Small firms
demand to be
free of EU

Have your say

From: David Nutt, Huby, Leeds.

YOUR correspondent Philip Hutchinson declares in your paper (The Yorkshire Post, May 14) that our problem being Ukip members is that we are “small business people” as though, if true, this would disqualify us from the political debate.

Yes Philip! The new promotion is indeed simple and sophisticated, just what you would expect from business people who if elected will be far better qualified to manage our national affairs than the hopeless bunch of career politicians that are the alternative.

These little businessmen have some further quarrels with the content of your letter – one such is your assertion that their wish to leave the EU is to gain an unspecified benefit from ‘closing-off’ the UK market.

Not one of the Ukip members with whom I have discussed the eventual UK exit foresee any disadvantageous change in our trading (market) relationship with the rest of Europe – they perceive a trading arrangement, which might sensibly be called EFTA, as being much more vital to the remaining member states than it would be to us.

Furthermore, they look forward to the day when the UK is once more free to make mutually satisfactory trading deals with the rest of the world.

No Philip! The electorate who are being ‘taken-in’ by our Ukip campaign, are overwhelmingly concerned to free our country from the Franco-German nonsense that is the EU, and everything that stems from it.

Finally Philip, your use of the expression “nascent fascism” in the context of the subject matter of your letter is uncalled-for.

Labour plans

From: Mrs W Abbott, Boulsworth Avenue, Kingston Upon Hull.

JAYNE Dowle (The Yorkshire Post, May 12) is absolutely right when she says “Labour faces the biggest challenge” in the run up to the 2015 general election.

At the present time, Ed Miliband is swanning around the country with his pre-election proposals, some of which are unrealistic and unworkable.

Mr Miliband now claims that if he is elected, patients requiring an appointment with their doctor “will be guaranteed an appointment within 48 hours”.

We are fortunate that the receptionists at our GP surgery are very efficient, and will try their best to accommodate our requests.

However, it is not always possible to obtain an appointment within 48 hours if the doctor’s appointment slots are fully booked, and is not classified as an emergency. In these circumstances, the Labour leader’s proposals are unworkable. Mr Miliband would be better off concentrating his energies on putting together a manifesto which contains proposals that are realistic to achieve and adhere to the promises he makes which his party’s predecessors have failed to do in the past.

Brought to book on tax

From: Mr M Hey, Fairway Grove, Bradford.

THE British arm of internet retailer Amazon was revealed to have paid corporation tax of less than £10m last year despite sales of £4.3bn.

Consumers buy from the company’s British website and the items are delivered from warehouses across Britain, but the actual payments are mostly to a Luxembourg company called Amazon EU, so this allows Amazon to legitimately lower its tax bill.

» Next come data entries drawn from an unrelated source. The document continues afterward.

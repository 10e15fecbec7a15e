//! Leaderboard derivation.

use tapboard_server::infrastructure::dto::websocket::PlayerDto;

/// Click count of a player; a missing value counts as 0
pub fn clicks_or_zero(player: &PlayerDto) -> u64 {
    player.clicks.unwrap_or(0)
}

/// Players ordered by clicks, highest first
///
/// The sort is stable, so ties keep the order of the snapshot.
pub fn derive(players: &[PlayerDto]) -> Vec<&PlayerDto> {
    let mut ranked: Vec<&PlayerDto> = players.iter().collect();
    ranked.sort_by_key(|p| std::cmp::Reverse(clicks_or_zero(p)));
    ranked
}
//! Client error definitions.

use thiserror::Error;

/// Errors raised by the terminal client
#[derive(Debug, Error)]
pub enum ClientError {
    /// WebSocket transport error
    #[error("WebSocket error: {0}")]
    WebSocket(#[from] tokio_tungstenite::tungstenite::Error),

    /// Frame could not be (de)serialized
    #[error("Invalid message: {0}")]
    Json(#[from] serde_json::Error),

    /// Service sent something unexpected
    #[error("Protocol error: {0}")]
    Protocol(String),

    /// Connection is gone
    #[error("Connection closed")]
    Closed,

    /// Terminal input error
    #[error("Input error: {0}")]
    Readline(#[from] rustyline::error::ReadlineError),
}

It is taxed at the lower rate in Luxembourg and avoids much corporation tax in Britain where the rate is higher.

Amazon says it follows the tax rules in all countries where it operates, but Commons Public Accounts Committee chairwoman Margaret Hodge has renewed her attack on the company saying it should pay its fair share of tax.

Speed limits not answer

From: Hugh Rogers, Messingham Road, Ashby.

WHILE I agree (and sympathise) with most of what Andrew Vine says (The Yorkshire Post, May 13), I do not regard the current headlong rush into urban 20mph speed limits as being a solution to careless pedestrians.

There are several reasons for my scepticism. Perception by pedestrians, particularly children and young people, that the road is a dangerous place where you will get hurt if you don’t keep your wits about you is reduced if the speed of traffic is lowered.

Kids will simply see the roads as not so dangerous anymore and take more risks.

Secondly, there are so many things a driver already has to consider when driving in a crowded urban environment 
that adding the need to continuously monitor and govern your speed to 20mph is one thing too many.

Drivers’ attention is drawn away from the road and more, not fewer accidents will result.

Lastly, a 20mph speed limit is just not enforceable and will therefore be widely ignored, particularly at those times of day when there is little traffic and few pedestrians around.

And, of course, the boy racers will ignore any limit anyway, in the knowledge that there are so few police around that they will get away with it.

No, the answer to road safety is care, courtesy and consideration. By all road users, including pedestrians.